New observations in a child with angiofollicular lymph node hyperplasia (Castleman's disease) originated from the mesenteric root.

Localized plasma cell type Castleman's disease (CD) is an unusual pathologic entity. It is frequently associated with clinical and laboratory characteristics and rarely occurs in children. Total surgical excision results in cure in all aspects. To make early diagnosis of mesenteric CD is not easy, especially for children. An 11-year-old Taiwanese boy was recently evaluated for anemia and delayed growth. His clinical findings included a syndrome of severe hypochromic microcytic anemia, neutropenia, thrombocytosis, hypoferremia, hypergammaglobulinemia, and growth failure.
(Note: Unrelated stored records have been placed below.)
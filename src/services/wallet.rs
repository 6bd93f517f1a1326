use crate::{
    db::DbPool,
    entities::profile::{self, Entity as ProfileEntity, Model as ProfileModel, ProfileRole},
    entities::transaction::{
        self, ActiveModel as TransactionActiveModel, Entity as TransactionEntity, EntryType,
        Model as TransactionModel, TransactionCategory,
    },
    entities::withdrawal::{
        self, ActiveModel as WithdrawalActiveModel, Entity as WithdrawalEntity,
        Model as WithdrawalModel, WithdrawalStatus,
    },
    errors::ServiceError,
    events::{Event, EventSender},
    services::payouts::{self, PayoutError, PayoutProvider, PayoutRequest},
    services::pricing,
};
use chrono::{DateTime, Utc};
use rust_decimal::Decimal;
use sea_orm::{
    sea_query::Expr, ActiveModelTrait, ColumnTrait, EntityTrait, PaginatorTrait, QueryFilter,
    QueryOrder, Set, TransactionTrait,
};
use serde::{Deserialize, Serialize};
use std::sync::Arc;
use tracing::{error, info, instrument, warn};
use utoipa::ToSchema;
use uuid::Uuid;
use validator::Validate;

const CURRENCY: &str = "MYR";

#[derive(Debug, Serialize, Deserialize, Validate, ToSchema)]
pub struct TopUpRequest {
    pub founder_id: Uuid,
    pub amount: Decimal,
    /// Reference of the already-completed external charge being recorded.
    #[validate(length(min = 1, message = "Charge reference is required"))]
    pub charge_reference: String,
}

#[derive(Debug, Serialize, Deserialize, Validate, ToSchema)]
pub struct RequestWithdrawalRequest {
    pub talent_id: Uuid,
    pub amount: Decimal,
    #[validate(length(min = 1, message = "Bank name is required"))]
    pub bank_name: String,
    #[validate(length(min = 1, message = "Bank code is required"))]
    pub bank_code: String,
    #[validate(length(min = 1, message = "Account number is required"))]
    pub account_number: String,
    #[validate(length(min = 1, message = "Account holder is required"))]
    pub account_holder: String,
}

#[derive(Debug, Serialize, Deserialize, ToSchema)]
pub struct BalanceResponse {
    pub user_id: Uuid,
    pub role: ProfileRole,
    pub wallet_balance: Decimal,
    pub available_earnings: Decimal,
    pub lifetime_earnings: Decimal,
}

#[derive(Debug, Serialize, Deserialize, ToSchema)]
pub struct TransactionResponse {
    pub id: Uuid,
    pub user_id: Uuid,
    pub entry_type: EntryType,
    pub category: TransactionCategory,
    pub amount: Decimal,
    pub description: String,
    pub order_id: Option<Uuid>,
    pub withdrawal_id: Option<Uuid>,
    pub created_at: DateTime<Utc>,
}

#[derive(Debug, Serialize, Deserialize, ToSchema)]
pub struct TransactionListResponse {
    pub transactions: Vec<TransactionResponse>,
    pub total: u64,
    pub page: u64,
    pub per_page: u64,
}

#[derive(Debug, Serialize, Deserialize, ToSchema)]
pub struct WithdrawalResponse {
    pub id: Uuid,
    pub user_id: Uuid,
    pub amount: Decimal,
    pub admin_fee: Decimal,
    pub net_amount: Decimal,
    pub bank_name: String,
    pub account_number: String,
    pub status: WithdrawalStatus,
    pub provider_reference: Option<String>,
    pub provider_error: Option<String>,
    pub requested_at: DateTime<Utc>,
    pub processed_at: Option<DateTime<Utc>>,
}

/// Wallet and payout workflows: founder top-ups and talent withdrawals.
///
/// Withdrawals run as a saga: funds are reserved first, the provider is
/// called outside any database transaction, and the outcome is recorded in a
/// second transaction (or compensated on failure). This service and the
/// settlement service are the only writers of ledger records.
#[derive(Clone)]
pub struct WalletService {
    db_pool: Arc<DbPool>,
    platform_account_id: Uuid,
    payout_provider: Arc<dyn PayoutProvider>,
    event_sender: Option<Arc<EventSender>>,
}
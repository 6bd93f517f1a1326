use chrono::{DateTime, Utc};
use rust_decimal::Decimal;
use sea_orm::entity::prelude::*;
use serde::{Deserialize, Serialize};
use utoipa::ToSchema;
use uuid::Uuid;

#[derive(Debug, Clone, Copy, PartialEq, Eq, EnumIter, DeriveActiveEnum, Serialize, Deserialize, ToSchema)]
#[sea_orm(rs_type = "String", db_type = "String(StringLen::N(16))")]
#[serde(rename_all = "snake_case")]
pub enum EarningStatus {
    #[sea_orm(string_value = "pending")]
    Pending,
    #[sea_orm(string_value = "paid")]
    Paid,
    #[sea_orm(string_value = "cancelled")]
    Cancelled,
}

/// Talent-facing earning record, one per settled order.
#[derive(Clone, Debug, PartialEq, DeriveEntityModel, Serialize, Deserialize)]
#[sea_orm(table_name = "earnings")]
pub struct Model {
    #[sea_orm(primary_key, auto_increment = false)]
    pub id: Uuid,

    pub talent_id: Uuid,
    pub order_id: Uuid,

    /// Denormalized for talent-facing listings.
    pub campaign_title: String,

    /// Equals the order payout.
    pub amount: Decimal,

    pub status: EarningStatus,
    pub earned_at: DateTime<Utc>,
    pub paid_at: Option<DateTime<Utc>>,
}

#[derive(Copy, Clone, Debug, EnumIter, DeriveRelation)]
pub enum Relation {
    #[sea_orm(
        belongs_to = "super::order::Entity",
        from = "Column::OrderId",
        to = "super::order::Column::Id"
    )]
    Order,
}

impl Related<super::order::Entity> for Entity {
    fn to() -> RelationDef {
        Relation::Order.def()
    }
}

impl ActiveModelBehavior for ActiveModel {}
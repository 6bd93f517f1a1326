#![allow(dead_code)]

use std::sync::{Arc, Mutex};

use async_trait::async_trait;
use axum::{
    body::{self, Body},
    http::{Method, Request},
    routing::get,
    Router,
};
use chrono::Utc;
use rust_decimal::Decimal;
use sea_orm::{ActiveModelTrait, Set};
use serde_json::Value;
use tokio::sync::mpsc;
use tower::ServiceExt;
use uuid::Uuid;

use talentlink_api::{
    api_v1_routes,
    config::AppConfig,
    db::{self, DbConfig},
    entities::{
        campaign::{RateLevel, VideoDuration},
        profile::{self, ProfileRole},
    },
    events::{self, EventSender},
    handlers::{self, AppServices},
    services::{
        campaigns::CampaignResponse,
        media::MediaStore,
        notifications::{LogNotifier, Notifier},
        orders::{CreateOrderRequest, OrderResponse},
        payouts::{PayoutError, PayoutProvider, PayoutReceipt, PayoutRequest},
    },
    AppState,
};

/// How the mock payout provider should respond.
#[derive(Debug, Clone, Copy, PartialEq, Eq)]
pub enum PayoutBehavior {
    Succeed,
    FailTerminal,
    FailTransient,
}

/// In-process payout provider that records every instruction it receives.
pub struct MockPayoutProvider {
    pub behavior: Mutex<PayoutBehavior>,
    pub requests: Mutex<Vec<PayoutRequest>>,
}

impl MockPayoutProvider {
    pub fn new(behavior: PayoutBehavior) -> Self {
        Self {
            behavior: Mutex::new(behavior),
            requests: Mutex::new(Vec::new()),
        }
    }

    pub fn set_behavior(&self, behavior: PayoutBehavior) {
        *self.behavior.lock().unwrap() = behavior;
    }

    pub fn recorded_requests(&self) -> Vec<PayoutRequest> {
        self.requests.lock().unwrap().clone()
    }
}

#[async_trait]
impl PayoutProvider for MockPayoutProvider {
    async fn submit_payout(&self, request: &PayoutRequest) -> Result<PayoutReceipt, PayoutError> {
        self.requests.lock().unwrap().push(request.clone());
        match *self.behavior.lock().unwrap() {
            PayoutBehavior::Succeed => Ok(PayoutReceipt {
                provider_reference: format!("mock-{}", request.reference),
                status: "success".to_string(),
            }),
            PayoutBehavior::FailTerminal => {
                Err(PayoutError::Terminal("invalid bank account".to_string()))
            }
            PayoutBehavior::FailTransient => {
                Err(PayoutError::Transient("connection reset".to_string()))
            }
        }
    }
}

/// Media store that records delete requests instead of calling storage.
#[derive(Default)]
pub struct RecordingMediaStore {
    pub deleted: Mutex<Vec<String>>,
}

impl RecordingMediaStore {
    pub fn deleted_urls(&self) -> Vec<String> {
        self.deleted.lock().unwrap().clone()
    }
}

#[async_trait]
impl MediaStore for RecordingMediaStore {
    async fn delete_object(&self, url: &str) -> anyhow::Result<()> {
        self.deleted.lock().unwrap().push(url.to_string());
        Ok(())
    }
}

/// Test harness backed by a single-connection in-memory SQLite database.
pub struct TestApp {
    router: Router,
    pub state: AppState,
    pub platform_account_id: Uuid,
    pub payout_provider: Arc<MockPayoutProvider>,
    pub media_store: Arc<RecordingMediaStore>,
    _event_task: tokio::task::JoinHandle<()>,
}

impl TestApp {
    pub async fn new() -> Self {
        Self::with_payout_behavior(PayoutBehavior::Succeed).await
    }

    pub async fn with_payout_behavior(behavior: PayoutBehavior) -> Self {
        let db_cfg = DbConfig {
            url: "sqlite::memory:".to_string(),
            max_connections: 1,
            min_connections: 1,
            ..Default::default()
        };
        let pool = db::establish_connection_with_config(&db_cfg)
            .await
            .expect("failed to create test database");
        db::run_migrations(&pool)
            .await
            .expect("failed to run migrations in tests");

        let db_arc = Arc::new(pool);
        let platform_account_id = Uuid::new_v4();

        let (event_tx, event_rx) = mpsc::channel(64);
        let event_sender = EventSender::new(event_tx);
        let notifier: Arc<dyn Notifier> = Arc::new(LogNotifier);
        let event_task = tokio::spawn(events::process_events(
            event_rx,
            db_arc.clone(),
            notifier,
        ));

        let payout_provider = Arc::new(MockPayoutProvider::new(behavior));
        let media_store = Arc::new(RecordingMediaStore::default());

        let services = AppServices::new(
            db_arc.clone(),
            Arc::new(event_sender.clone()),
            platform_account_id,
            payout_provider.clone(),
            media_store.clone(),
        );

        let config = test_config(platform_account_id);
        let state = AppState {
            db: db_arc.clone(),
            config,
            event_sender,
            services,
        };

        let router = Router::new()
            .route("/health", get(handlers::health::health_check))
            .nest("/api/v1", api_v1_routes())
            .with_state(state.clone());

        let app = Self {
            router,
            state,
            platform_account_id,
            payout_provider,
            media_store,
            _event_task: event_task,
        };
        app.seed_platform_account().await;
        app
    }

    async fn seed_platform_account(&self) {
        let now = Utc::now();
        profile::ActiveModel {
            id: Set(self.platform_account_id),
            display_name: Set("TalentLink".to_string()),
            role: Set(ProfileRole::Platform),
            wallet_balance: Set(Decimal::ZERO),
            available_earnings: Set(Decimal::ZERO),
            lifetime_earnings: Set(Decimal::ZERO),
            created_at: Set(now),
            updated_at: Set(Some(now)),
        }
        .insert(&*self.state.db)
        .await
        .expect("failed to seed platform account");
    }

    /// Inserts a profile and returns its id.
    pub async fn seed_profile(
        &self,
        role: ProfileRole,
        wallet_balance: Decimal,
        available_earnings: Decimal,
    ) -> Uuid {
        let id = Uuid::new_v4();
        let now = Utc::now();
        profile::ActiveModel {
            id: Set(id),
            display_name: Set(format!("user-{id}")),
            role: Set(role),
            wallet_balance: Set(wallet_balance),
            available_earnings: Set(available_earnings),
            lifetime_earnings: Set(available_earnings),
            created_at: Set(now),
            updated_at: Set(Some(now)),
        }
        .insert(&*self.state.db)
        .await
        .expect("failed to seed profile");
        id
    }

    pub async fn seed_campaign(
        &self,
        founder_id: Uuid,
        rate_level: RateLevel,
        duration: VideoDuration,
    ) -> CampaignResponse {
        self.state
            .services
            .campaigns
            .create_campaign(talentlink_api::services::campaigns::CreateCampaignRequest {
                founder_id,
                title: "Matcha powder unboxing".to_string(),
                rate_level,
                duration,
            })
            .await
            .expect("failed to seed campaign")
    }

    pub async fn seed_order(
        &self,
        campaign_id: Uuid,
        talent_id: Uuid,
        founder_id: Uuid,
    ) -> OrderResponse {
        self.state
            .services
            .orders
            .create_order(CreateOrderRequest {
                campaign_id,
                talent_id,
                founder_id,
                delivery_address: Some("12 Jalan Ampang, Kuala Lumpur".to_string()),
            })
            .await
            .expect("failed to seed order")
    }

    /// Send a JSON request against the router.
    pub async fn request(
        &self,
        method: Method,
        uri: &str,
        body: Option<Value>,
    ) -> axum::response::Response {
        let mut builder = Request::builder().method(method).uri(uri);

        let body = if let Some(json) = body {
            builder = builder.header("content-type", "application/json");
            Body::from(serde_json::to_vec(&json).expect("failed to serialize json request body"))
        } else {
            Body::empty()
        };

        let request = builder.body(body).expect("failed to build request");
        self.router
            .clone()
            .oneshot(request)
            .await
            .expect("router error during test request")
    }
}

/// Parses a JSON money field (serialized as a decimal string) for numeric
/// comparison regardless of scale ("110" vs "110.00").
pub fn money(value: &Value) -> Decimal {
    value
        .as_str()
        .unwrap_or_else(|| panic!("expected decimal string, got {value}"))
        .parse()
        .expect("parse decimal")
}

/// Reads a response body as JSON.
pub async fn read_json(response: axum::response::Response) -> Value {
    let bytes = body::to_bytes(response.into_body(), usize::MAX)
        .await
        .expect("read response body");
    serde_json::from_slice(&bytes).expect("parse response body")
}

fn test_config(platform_account_id: Uuid) -> AppConfig {
    AppConfig {
        database_url: "sqlite::memory:".to_string(),
        host: "127.0.0.1".to_string(),
        port: 18_080,
        environment: "test".to_string(),
        log_level: "info".to_string(),
        log_json: false,
        auto_migrate: true,
        platform_account_id,
        payout_base_url: "http://localhost:0".to_string(),
        payout_api_key: String::new(),
        media_storage_api_key: String::new(),
        db_max_connections: 1,
        db_min_connections: 1,
        db_connect_timeout_secs: 30,
        db_idle_timeout_secs: 600,
        db_acquire_timeout_secs: 8,
        event_channel_capacity: 64,
        api_default_page_size: 20,
        api_max_page_size: 100,
    }
}
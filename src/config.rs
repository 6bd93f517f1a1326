use config::{Config, ConfigError, Environment, File};
use serde::Deserialize;
use std::env;
use std::path::Path;
use thiserror::Error;
use tracing::{error, info};
use uuid::Uuid;
use validator::{Validate, ValidationError};

/// Default values for configuration
const DEFAULT_LOG_LEVEL: &str = "info";
const DEFAULT_ENV: &str = "development";
const DEFAULT_PORT: u16 = 8080;
const CONFIG_DIR: &str = "config";

/// Application configuration structure with validation
#[derive(Clone, Debug, Deserialize, Validate)]
#[serde(deny_unknown_fields)]
pub struct AppConfig {
    /// Database connection URL
    pub database_url: String,

    /// Server host address
    pub host: String,

    /// Server port
    #[serde(default = "default_port")]
    pub port: u16,

    /// Application environment
    pub environment: String,

    /// Logging level
    #[serde(default = "default_log_level")]
    #[validate(custom = "validate_log_level")]
    pub log_level: String,

    /// Log in JSON format (structured logging)
    #[serde(default)]
    pub log_json: bool,

    /// Whether to run database migrations on startup
    #[serde(default)]
    pub auto_migrate: bool,

    /// Profile id of the platform account that collects admin fees
    pub platform_account_id: Uuid,

    /// Payout provider API endpoint
    #[serde(default = "default_payout_base_url")]
    pub payout_base_url: String,

    /// Payout provider API key
    #[serde(default)]
    pub payout_api_key: String,

    /// Object-storage API key used for media delete requests
    #[serde(default)]
    pub media_storage_api_key: String,

    /// DB pool: max connections
    #[serde(default = "default_db_max_connections")]
    pub db_max_connections: u32,

    /// DB pool: min connections
    #[serde(default = "default_db_min_connections")]
    pub db_min_connections: u32,

    /// DB timeouts (seconds)
    #[serde(default = "default_db_connect_timeout_secs")]
    pub db_connect_timeout_secs: u64,
    #[serde(default = "default_db_idle_timeout_secs")]
    pub db_idle_timeout_secs: u64,
    #[serde(default = "default_db_acquire_timeout_secs")]
    pub db_acquire_timeout_secs: u64,

    /// Event channel capacity for async event processing
    #[serde(default = "default_event_channel_capacity")]
    #[validate(custom = "validate_event_channel_capacity")]
    pub event_channel_capacity: usize,

    /// Default page size for paginated API responses
    #[serde(default = "default_api_page_size")]
    pub api_default_page_size: u64,

    /// Maximum page size allowed for paginated API responses
    #[serde(default = "default_api_max_page_size")]
    pub api_max_page_size: u64,
}

impl AppConfig {
    /// Gets database URL reference
    pub fn database_url(&self) -> &str {
        &self.database_url
    }

    /// Checks if running in production environment
    pub fn is_production(&self) -> bool {
        self.environment.eq_ignore_ascii_case("production")
    }

    /// Checks if running in development environment
    pub fn is_development(&self) -> bool {
        self.environment.eq_ignore_ascii_case("development")
    }

    /// Gets log level reference
    pub fn log_level(&self) -> &str {
        &self.log_level
    }
}

/// Configuration loading errors
#[derive(Debug, Error)]
pub enum AppConfigError {
    #[error("Configuration loading failed: {0}")]
    Load(#[from] ConfigError),

    #[error("Configuration validation failed: {0}")]
    Validation(#[from] validator::ValidationErrors),

    #[error("IO error: {0}")]
    Io(#[from] std::io::Error),
}

/// Default value functions
fn default_log_level() -> String {
    DEFAULT_LOG_LEVEL.to_string()
}

fn default_port() -> u16 {
    DEFAULT_PORT
}

fn default_payout_base_url() -> String {
    "https://gate.chip-in.asia/api/v2".to_string()
}

fn default_db_max_connections() -> u32 {
    16
}
fn default_db_min_connections() -> u32 {
    2
}
fn default_db_connect_timeout_secs() -> u64 {
    30
}
fn default_db_idle_timeout_secs() -> u64 {
    600
}
fn default_db_acquire_timeout_secs() -> u64 {
    8
}

fn default_event_channel_capacity() -> usize {
    1024
}

fn default_api_page_size() -> u64 {
    20
}

fn default_api_max_page_size() -> u64 {
    100
}

/// Validates log level values
fn validate_log_level(level: &str) -> Result<(), ValidationError> {
    let valid_levels = ["trace", "debug", "info", "warn", "error"];
    if valid_levels.contains(&level.to_lowercase().as_str()) {
        Ok(())
    } else {
        let mut err = ValidationError::new("log_level");
        err.message = Some("Must be one of: trace, debug, info, warn, error".into());
        Err(err)
    }
}

fn validate_event_channel_capacity(capacity: usize) -> Result<(), ValidationError> {
    if capacity == 0 {
        let mut err = ValidationError::new("event_channel_capacity");
        err.message = Some("event_channel_capacity must be greater than 0".into());
        return Err(err);
    }
    Ok(())
}

/// Initializes tracing using the provided log level as the default filter
pub fn init_tracing(level: &str, json: bool) {
    use tracing_subscriber::fmt;

    let default_directive = format!("talentlink_api={},tower_http=debug", level);
    let filter_directive = env::var("RUST_LOG")
        .ok()
        .filter(|s| !s.trim().is_empty())
        .unwrap_or(default_directive);

    if json {
        let _ = fmt().with_env_filter(filter_directive).json().try_init();
    } else {
        let _ = fmt().with_env_filter(filter_directive).try_init();
    }
}

/// Loads application configuration
///
/// Layers configuration sources in this order:
/// 1. Default config (config/default.toml)
/// 2. Environment-specific config (config/{env}.toml)
/// 3. Environment variables (APP__*)
pub fn load_config() -> Result<AppConfig, AppConfigError> {
    // Support both RUN_ENV and APP_ENV for selecting config profile
    let run_env = env::var("RUN_ENV")
        .or_else(|_| env::var("APP_ENV"))
        .unwrap_or_else(|_| DEFAULT_ENV.to_string());
    info!("Loading configuration for environment: {}", run_env);

    if !Path::new(CONFIG_DIR).exists() {
        info!(
            "Config directory '{}' not found; relying on built-in defaults and environment variables",
            CONFIG_DIR
        );
    }

    let builder = Config::builder()
        .set_default("database_url", "sqlite://talentlink.db?mode=rwc")?
        .set_default("host", "0.0.0.0")?
        .set_default("port", 8080)?
        .set_default("environment", DEFAULT_ENV)?
        .set_default("log_level", DEFAULT_LOG_LEVEL)?
        .set_default("log_json", false)?
        .add_source(File::with_name(&format!("{}/default", CONFIG_DIR)).required(false))
        .add_source(File::with_name(&format!("{}/{}", CONFIG_DIR, run_env)).required(false));

    let config = builder
        .add_source(Environment::with_prefix("APP").separator("__"))
        .build()?;

    // Check for the platform account up front to give a clear error message
    if config.get_string("platform_account_id").is_err() {
        error!("Platform account is not configured. Set APP__PLATFORM_ACCOUNT_ID to the profile id that collects admin fees.");
        return Err(AppConfigError::Load(ConfigError::NotFound(
            "platform_account_id is required but not configured. Set APP__PLATFORM_ACCOUNT_ID environment variable."
                .into(),
        )));
    }

    let app_config: AppConfig = config.try_deserialize()?;

    app_config.validate().map_err(|e| {
        error!("Configuration validation failed: {:?}", e);
        AppConfigError::Validation(e)
    })?;

    info!("Configuration loaded successfully");
    Ok(app_config)
}
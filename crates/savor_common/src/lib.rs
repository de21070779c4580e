//! Savor Common - shared types for the Savor backend.
//!
//! Canonical restaurant model and normalization, the TTL result cache,
//! the fan-out-join-filter primitive, and service configuration.

pub mod cache;
pub mod config;
pub mod gather;
pub mod restaurant;

pub use cache::{Cache, MemoryCache};
pub use config::{AgentConfig, DirectoryConfig, ServiceConfig};
pub use gather::join_successes;
pub use restaurant::{Category, DirectoryRecord, Location, RecordError, Restaurant};
//! Canonical restaurant model and directory-record normalization.
//!
//! Directory payloads are decoded leniently (every field optional) so that
//! validation happens here, in one place, instead of inside the transport
//! layer. A `Restaurant` is never mutated after construction; attaching a
//! rationale builds a new value.

use serde::{Deserialize, Serialize};

/// Category tag on a listing: machine alias plus display title.
#[derive(Debug, Clone, PartialEq, Serialize, Deserialize)]
pub struct Category {
    pub alias: String,
    pub title: String,
}

/// Street address block as the directory reports it.
#[derive(Debug, Clone, PartialEq, Serialize, Deserialize)]
pub struct Location {
    pub address1: String,
    #[serde(default)]
    pub address2: Option<String>,
    #[serde(default)]
    pub address3: Option<String>,
    pub city: String,
    pub state: String,
    pub zip_code: String,
    pub country: String,
    pub display_address: Vec<String>,
}

/// Raw business record from the directory service. Immutable once fetched;
/// required-field checks happen in [`Restaurant::from_record`].
#[derive(Debug, Clone, Default, Serialize, Deserialize)]
pub struct DirectoryRecord {
    #[serde(default)]
    pub id: Option<String>,
    #[serde(default)]
    pub name: Option<String>,
    #[serde(default)]
    pub url: Option<String>,
    #[serde(default)]
    pub rating: Option<f64>,
    #[serde(default)]
    pub review_count: Option<u32>,
    #[serde(default)]
    pub price: Option<String>,
    #[serde(default)]
    pub location: Option<Location>,
    #[serde(default)]
    pub display_phone: Option<String>,
    #[serde(default)]
    pub categories: Vec<Category>,
    #[serde(default)]
    pub image_url: Option<String>,
}

/// Normalization errors
#[derive(Debug, Clone, thiserror::Error)]
pub enum RecordError {
    #[error("directory record missing required field: {0}")]
    MissingField(&'static str),
}

/// Canonical restaurant entity served by every endpoint.
#[derive(Debug, Clone, PartialEq, Serialize, Deserialize)]
pub struct Restaurant {
    pub id: String,
    pub name: String,
    pub url: String,
    pub rating: f64,
    pub review_count: u32,
    pub price: Option<String>,
    pub location: Location,
    pub phone: Option<String>,
    pub categories: Vec<Category>,
    pub image_url: Option<String>,
    /// Present only when the entity came out of the recommendation
    /// pipeline; plain directory lookups leave it empty.
    pub rationale: Option<String>,
}

impl Restaurant {
    /// Normalize a raw directory record into the canonical shape.
    ///
    /// Fails if any required field is absent. Optional directory fields
    /// (price, phone, categories, image) pass through as-is.
    pub fn from_record(record: &DirectoryRecord) -> Result<Self, RecordError> {
        Ok(Self {
            id: record
                .id
                .clone()
                .ok_or(RecordError::MissingField("id"))?,
            name: record
                .name
                .clone()
                .ok_or(RecordError::MissingField("name"))?,
            url: record
                .url
                .clone()
                .ok_or(RecordError::MissingField("url"))?,
            rating: record.rating.ok_or(RecordError::MissingField("rating"))?,
            review_count: record
                .review_count
                .ok_or(RecordError::MissingField("review_count"))?,
            price: record.price.clone(),
            location: record
                .location
                .clone()
                .ok_or(RecordError::MissingField("location"))?,
            phone: record.display_phone.clone(),
            categories: record.categories.clone(),
            image_url: record.image_url.clone(),
            rationale: None,
        })
    }

    /// Build a rationale-bearing copy for the recommendation path.
    pub fn with_rationale(self, rationale: impl Into<String>) -> Self {
        Self {
            rationale: Some(rationale.into()),
            ..self
        }
    }
}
Radiological examinations (abdominal ultrasound, small intestinal series, and computerized tomography) identified hepatosplenomegaly, nephromegaly, and huge masses in the middle abdomen with precaval, celiac, and paraaortic lymph nodal enlargement. However, detailed physical examination failed to detect a mass. At laparotomy a double-fist-sized confluent mass was found arising from the mesenteric root. Most masses were discrete and were excised individually. The pathologic diagnosis was plasma-cell type angiofollicular lymph node hyperplasia (Castleman's disease). Seven weeks after surgery, he had an episode of acute hepatitis B. Postoperatively, he exhibited a dramatic growth spurt; the hemoglobin, red blood cell indices, serum iron, and immunoglobulins returned to normal in 2 months. Neutropenia, which has not been previously related to mesenteric CD, was an unexpected finding in our case; however, it resolved spontaneously 3 months after the surgery, suggesting its causal relationship with the tumor.